• [TASK PROMPT]: Up to and including the line with "pub fn new(cfg: ValidatorConfig)", please set down the entries below exactly, starting from the first line.

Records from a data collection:
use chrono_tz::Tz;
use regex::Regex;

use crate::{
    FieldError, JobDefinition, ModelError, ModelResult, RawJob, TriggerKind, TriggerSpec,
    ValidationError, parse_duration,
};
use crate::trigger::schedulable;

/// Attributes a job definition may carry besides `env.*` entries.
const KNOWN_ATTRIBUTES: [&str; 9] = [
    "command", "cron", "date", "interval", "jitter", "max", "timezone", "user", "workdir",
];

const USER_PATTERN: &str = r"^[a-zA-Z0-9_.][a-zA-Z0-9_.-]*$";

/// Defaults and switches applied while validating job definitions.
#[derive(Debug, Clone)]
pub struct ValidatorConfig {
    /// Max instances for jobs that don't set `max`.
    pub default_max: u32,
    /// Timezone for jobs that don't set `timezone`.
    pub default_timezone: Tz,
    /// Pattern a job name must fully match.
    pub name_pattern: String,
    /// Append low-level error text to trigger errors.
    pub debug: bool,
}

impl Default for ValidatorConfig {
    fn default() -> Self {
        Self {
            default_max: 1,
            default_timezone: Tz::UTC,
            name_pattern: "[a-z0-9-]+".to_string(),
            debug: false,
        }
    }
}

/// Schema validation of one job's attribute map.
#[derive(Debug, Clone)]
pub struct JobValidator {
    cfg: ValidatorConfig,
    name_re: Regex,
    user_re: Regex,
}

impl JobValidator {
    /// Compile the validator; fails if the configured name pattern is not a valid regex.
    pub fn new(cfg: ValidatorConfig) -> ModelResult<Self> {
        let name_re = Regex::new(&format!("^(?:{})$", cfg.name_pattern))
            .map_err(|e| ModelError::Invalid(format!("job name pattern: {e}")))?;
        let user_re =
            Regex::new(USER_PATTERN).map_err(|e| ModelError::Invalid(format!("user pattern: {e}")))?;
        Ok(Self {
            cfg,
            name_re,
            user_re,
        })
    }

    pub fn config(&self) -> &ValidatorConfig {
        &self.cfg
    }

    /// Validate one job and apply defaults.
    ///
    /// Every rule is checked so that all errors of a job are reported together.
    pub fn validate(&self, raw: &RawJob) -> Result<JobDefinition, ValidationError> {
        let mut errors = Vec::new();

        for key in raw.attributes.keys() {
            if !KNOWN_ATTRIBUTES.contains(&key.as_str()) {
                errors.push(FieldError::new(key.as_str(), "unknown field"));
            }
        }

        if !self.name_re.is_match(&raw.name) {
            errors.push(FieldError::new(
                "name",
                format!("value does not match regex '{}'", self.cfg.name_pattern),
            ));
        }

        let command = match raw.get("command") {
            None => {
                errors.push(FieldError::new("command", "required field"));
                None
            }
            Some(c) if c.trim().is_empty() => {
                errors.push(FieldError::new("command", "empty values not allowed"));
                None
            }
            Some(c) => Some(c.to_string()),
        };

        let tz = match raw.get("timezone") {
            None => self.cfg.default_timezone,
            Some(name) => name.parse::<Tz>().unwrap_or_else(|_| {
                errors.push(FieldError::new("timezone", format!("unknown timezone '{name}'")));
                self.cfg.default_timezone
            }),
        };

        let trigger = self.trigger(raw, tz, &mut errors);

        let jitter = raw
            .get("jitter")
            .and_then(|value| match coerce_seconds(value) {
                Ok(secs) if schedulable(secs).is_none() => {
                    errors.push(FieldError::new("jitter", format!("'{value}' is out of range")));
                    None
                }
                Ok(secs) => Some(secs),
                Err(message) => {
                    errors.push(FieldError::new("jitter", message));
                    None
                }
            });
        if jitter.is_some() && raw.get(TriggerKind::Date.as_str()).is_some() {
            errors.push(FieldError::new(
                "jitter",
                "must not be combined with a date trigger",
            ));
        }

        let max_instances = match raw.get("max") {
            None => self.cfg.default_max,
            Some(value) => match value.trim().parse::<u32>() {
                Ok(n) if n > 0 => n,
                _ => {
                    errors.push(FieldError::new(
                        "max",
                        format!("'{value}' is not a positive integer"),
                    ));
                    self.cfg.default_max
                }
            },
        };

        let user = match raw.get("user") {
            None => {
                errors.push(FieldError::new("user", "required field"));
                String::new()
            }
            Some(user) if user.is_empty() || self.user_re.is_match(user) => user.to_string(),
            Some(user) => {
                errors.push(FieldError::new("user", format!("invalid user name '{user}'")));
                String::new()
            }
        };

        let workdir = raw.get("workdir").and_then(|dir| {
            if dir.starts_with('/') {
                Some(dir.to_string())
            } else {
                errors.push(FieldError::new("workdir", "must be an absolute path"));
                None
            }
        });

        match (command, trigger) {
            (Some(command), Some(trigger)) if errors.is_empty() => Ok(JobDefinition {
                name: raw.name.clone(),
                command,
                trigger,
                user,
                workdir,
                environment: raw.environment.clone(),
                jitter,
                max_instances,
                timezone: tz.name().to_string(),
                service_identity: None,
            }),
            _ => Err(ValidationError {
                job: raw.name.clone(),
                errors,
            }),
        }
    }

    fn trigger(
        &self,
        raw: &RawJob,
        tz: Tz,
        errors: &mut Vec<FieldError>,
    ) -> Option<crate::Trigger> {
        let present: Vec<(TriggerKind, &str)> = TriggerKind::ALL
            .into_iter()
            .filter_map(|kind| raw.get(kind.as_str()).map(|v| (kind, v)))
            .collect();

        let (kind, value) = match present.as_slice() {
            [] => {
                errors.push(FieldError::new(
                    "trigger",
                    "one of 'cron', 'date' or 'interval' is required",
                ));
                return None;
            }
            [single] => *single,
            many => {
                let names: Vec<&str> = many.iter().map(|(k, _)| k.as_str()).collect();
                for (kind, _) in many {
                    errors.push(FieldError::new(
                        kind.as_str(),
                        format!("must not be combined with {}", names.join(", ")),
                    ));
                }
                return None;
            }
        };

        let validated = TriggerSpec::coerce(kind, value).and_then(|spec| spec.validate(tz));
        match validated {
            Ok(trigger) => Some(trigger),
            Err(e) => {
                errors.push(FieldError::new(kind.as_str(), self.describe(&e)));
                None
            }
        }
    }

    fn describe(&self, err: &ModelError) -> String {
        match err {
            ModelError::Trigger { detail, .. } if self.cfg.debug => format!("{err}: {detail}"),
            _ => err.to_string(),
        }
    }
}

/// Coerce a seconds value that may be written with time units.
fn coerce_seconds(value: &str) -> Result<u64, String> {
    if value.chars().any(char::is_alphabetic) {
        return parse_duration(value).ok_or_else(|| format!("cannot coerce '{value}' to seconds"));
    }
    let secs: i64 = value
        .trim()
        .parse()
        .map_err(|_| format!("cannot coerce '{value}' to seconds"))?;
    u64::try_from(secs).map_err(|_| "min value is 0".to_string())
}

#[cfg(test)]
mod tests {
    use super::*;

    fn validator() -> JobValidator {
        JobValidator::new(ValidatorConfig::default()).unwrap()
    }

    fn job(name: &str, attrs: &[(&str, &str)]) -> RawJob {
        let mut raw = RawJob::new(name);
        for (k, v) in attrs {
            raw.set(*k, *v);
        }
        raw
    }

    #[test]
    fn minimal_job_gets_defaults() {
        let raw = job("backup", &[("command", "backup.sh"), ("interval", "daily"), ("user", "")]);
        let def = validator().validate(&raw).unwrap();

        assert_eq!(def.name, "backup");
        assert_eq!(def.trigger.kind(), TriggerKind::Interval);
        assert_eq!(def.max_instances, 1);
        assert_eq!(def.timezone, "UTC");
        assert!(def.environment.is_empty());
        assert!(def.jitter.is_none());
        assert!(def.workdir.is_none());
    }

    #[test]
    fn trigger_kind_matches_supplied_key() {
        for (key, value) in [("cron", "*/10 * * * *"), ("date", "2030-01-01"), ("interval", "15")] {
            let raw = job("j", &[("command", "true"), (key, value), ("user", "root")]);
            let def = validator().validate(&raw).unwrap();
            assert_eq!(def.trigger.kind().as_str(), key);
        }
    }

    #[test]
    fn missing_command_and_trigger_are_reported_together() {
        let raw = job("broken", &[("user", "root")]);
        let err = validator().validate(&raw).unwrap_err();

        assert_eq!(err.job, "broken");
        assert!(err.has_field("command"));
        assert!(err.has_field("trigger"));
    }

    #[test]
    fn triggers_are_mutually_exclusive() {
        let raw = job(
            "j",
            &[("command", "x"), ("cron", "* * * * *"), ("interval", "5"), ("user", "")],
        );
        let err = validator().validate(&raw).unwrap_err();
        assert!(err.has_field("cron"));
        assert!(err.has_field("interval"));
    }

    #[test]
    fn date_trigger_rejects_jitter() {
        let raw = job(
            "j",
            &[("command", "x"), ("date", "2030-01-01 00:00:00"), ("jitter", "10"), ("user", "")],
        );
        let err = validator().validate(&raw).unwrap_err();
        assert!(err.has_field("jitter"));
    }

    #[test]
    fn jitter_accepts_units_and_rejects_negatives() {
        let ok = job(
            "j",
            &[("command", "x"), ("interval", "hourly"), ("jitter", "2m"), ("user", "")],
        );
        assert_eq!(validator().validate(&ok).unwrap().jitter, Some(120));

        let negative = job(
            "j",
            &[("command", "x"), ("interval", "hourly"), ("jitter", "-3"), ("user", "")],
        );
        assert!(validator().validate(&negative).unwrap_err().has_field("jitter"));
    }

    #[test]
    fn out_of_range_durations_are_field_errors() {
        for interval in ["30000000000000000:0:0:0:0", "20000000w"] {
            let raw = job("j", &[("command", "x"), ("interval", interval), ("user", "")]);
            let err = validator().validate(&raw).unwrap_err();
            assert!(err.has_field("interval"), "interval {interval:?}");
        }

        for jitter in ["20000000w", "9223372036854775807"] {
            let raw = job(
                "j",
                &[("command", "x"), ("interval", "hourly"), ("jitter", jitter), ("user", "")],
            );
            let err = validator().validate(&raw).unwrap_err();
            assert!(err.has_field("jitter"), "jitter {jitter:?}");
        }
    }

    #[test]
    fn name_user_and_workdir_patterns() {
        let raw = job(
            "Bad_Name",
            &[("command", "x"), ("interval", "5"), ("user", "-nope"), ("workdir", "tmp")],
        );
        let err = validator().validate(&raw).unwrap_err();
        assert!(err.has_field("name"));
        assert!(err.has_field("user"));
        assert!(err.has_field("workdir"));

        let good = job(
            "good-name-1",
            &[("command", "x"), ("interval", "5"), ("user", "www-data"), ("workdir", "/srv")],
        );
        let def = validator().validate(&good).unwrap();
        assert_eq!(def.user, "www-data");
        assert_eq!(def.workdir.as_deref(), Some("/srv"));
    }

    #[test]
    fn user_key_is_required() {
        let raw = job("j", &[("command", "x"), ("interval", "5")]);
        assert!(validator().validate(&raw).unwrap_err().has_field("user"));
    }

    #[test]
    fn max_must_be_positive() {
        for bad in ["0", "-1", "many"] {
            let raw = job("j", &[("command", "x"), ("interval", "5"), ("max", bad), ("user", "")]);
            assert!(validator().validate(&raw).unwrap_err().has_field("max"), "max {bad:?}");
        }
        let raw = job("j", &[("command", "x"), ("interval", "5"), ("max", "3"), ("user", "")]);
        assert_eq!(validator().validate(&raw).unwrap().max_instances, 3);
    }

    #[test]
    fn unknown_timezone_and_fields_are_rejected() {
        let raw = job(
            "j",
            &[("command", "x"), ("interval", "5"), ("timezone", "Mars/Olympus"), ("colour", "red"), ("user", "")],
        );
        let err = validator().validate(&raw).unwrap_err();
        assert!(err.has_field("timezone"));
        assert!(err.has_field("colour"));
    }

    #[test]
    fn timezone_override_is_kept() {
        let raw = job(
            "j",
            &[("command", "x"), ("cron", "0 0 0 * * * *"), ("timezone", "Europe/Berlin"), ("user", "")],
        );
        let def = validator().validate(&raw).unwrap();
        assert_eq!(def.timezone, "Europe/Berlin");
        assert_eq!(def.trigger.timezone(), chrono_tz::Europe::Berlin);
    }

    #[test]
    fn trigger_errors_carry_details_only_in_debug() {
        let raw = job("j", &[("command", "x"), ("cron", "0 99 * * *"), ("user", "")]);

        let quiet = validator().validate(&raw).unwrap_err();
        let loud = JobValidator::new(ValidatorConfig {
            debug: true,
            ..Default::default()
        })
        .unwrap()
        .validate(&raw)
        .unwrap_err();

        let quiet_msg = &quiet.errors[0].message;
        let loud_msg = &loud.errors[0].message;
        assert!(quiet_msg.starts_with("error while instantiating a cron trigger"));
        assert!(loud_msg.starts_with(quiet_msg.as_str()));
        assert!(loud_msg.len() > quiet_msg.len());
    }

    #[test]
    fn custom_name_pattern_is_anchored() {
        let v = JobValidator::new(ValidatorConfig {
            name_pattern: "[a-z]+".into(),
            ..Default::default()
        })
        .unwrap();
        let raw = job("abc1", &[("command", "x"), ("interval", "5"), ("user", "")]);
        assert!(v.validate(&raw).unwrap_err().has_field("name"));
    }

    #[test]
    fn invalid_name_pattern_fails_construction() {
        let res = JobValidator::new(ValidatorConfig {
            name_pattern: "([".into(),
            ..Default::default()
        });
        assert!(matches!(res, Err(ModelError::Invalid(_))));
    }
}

• [EXERCISE RESULT]:
use chrono_tz::Tz;
use regex::Regex;

use crate::{
    FieldError, JobDefinition, ModelError, ModelResult, RawJob, TriggerKind, TriggerSpec,
    ValidationError, parse_duration,
};
use crate::trigger::schedulable;

/// Attributes a job definition may carry besides `env.*` entries.
const KNOWN_ATTRIBUTES: [&str; 9] = [
    "command", "cron", "date", "interval", "jitter", "max", "timezone", "user", "workdir",
];

const USER_PATTERN: &str = r"^[a-zA-Z0-9_.][a-zA-Z0-9_.-]*$";

/// Defaults and switches applied while validating job definitions.
#[derive(Debug, Clone)]
pub struct ValidatorConfig {
    /// Max instances for jobs that don't set `max`.
    pub default_max: u32,
    /// Timezone for jobs that don't set `timezone`.
    pub default_timezone: Tz,
    /// Pattern a job name must fully match.
    pub name_pattern: String,
    /// Append low-level error text to trigger errors.
    pub debug: bool,
}

impl Default for ValidatorConfig {
    fn default() -> Self {
        Self {
            default_max: 1,
            default_timezone: Tz::UTC,
            name_pattern: "[a-z0-9-]+".to_string(),
            debug: false,
        }
    }
}

/// Schema validation of one job's attribute map.
#[derive(Debug, Clone)]
pub struct JobValidator {
    cfg: ValidatorConfig,
    name_re: Regex,
    user_re: Regex,
}

impl JobValidator {
    /// Compile the validator; fails if the configured name pattern is not a valid regex.
    pub fn new(cfg: ValidatorConfig) -> ModelResult<Self> {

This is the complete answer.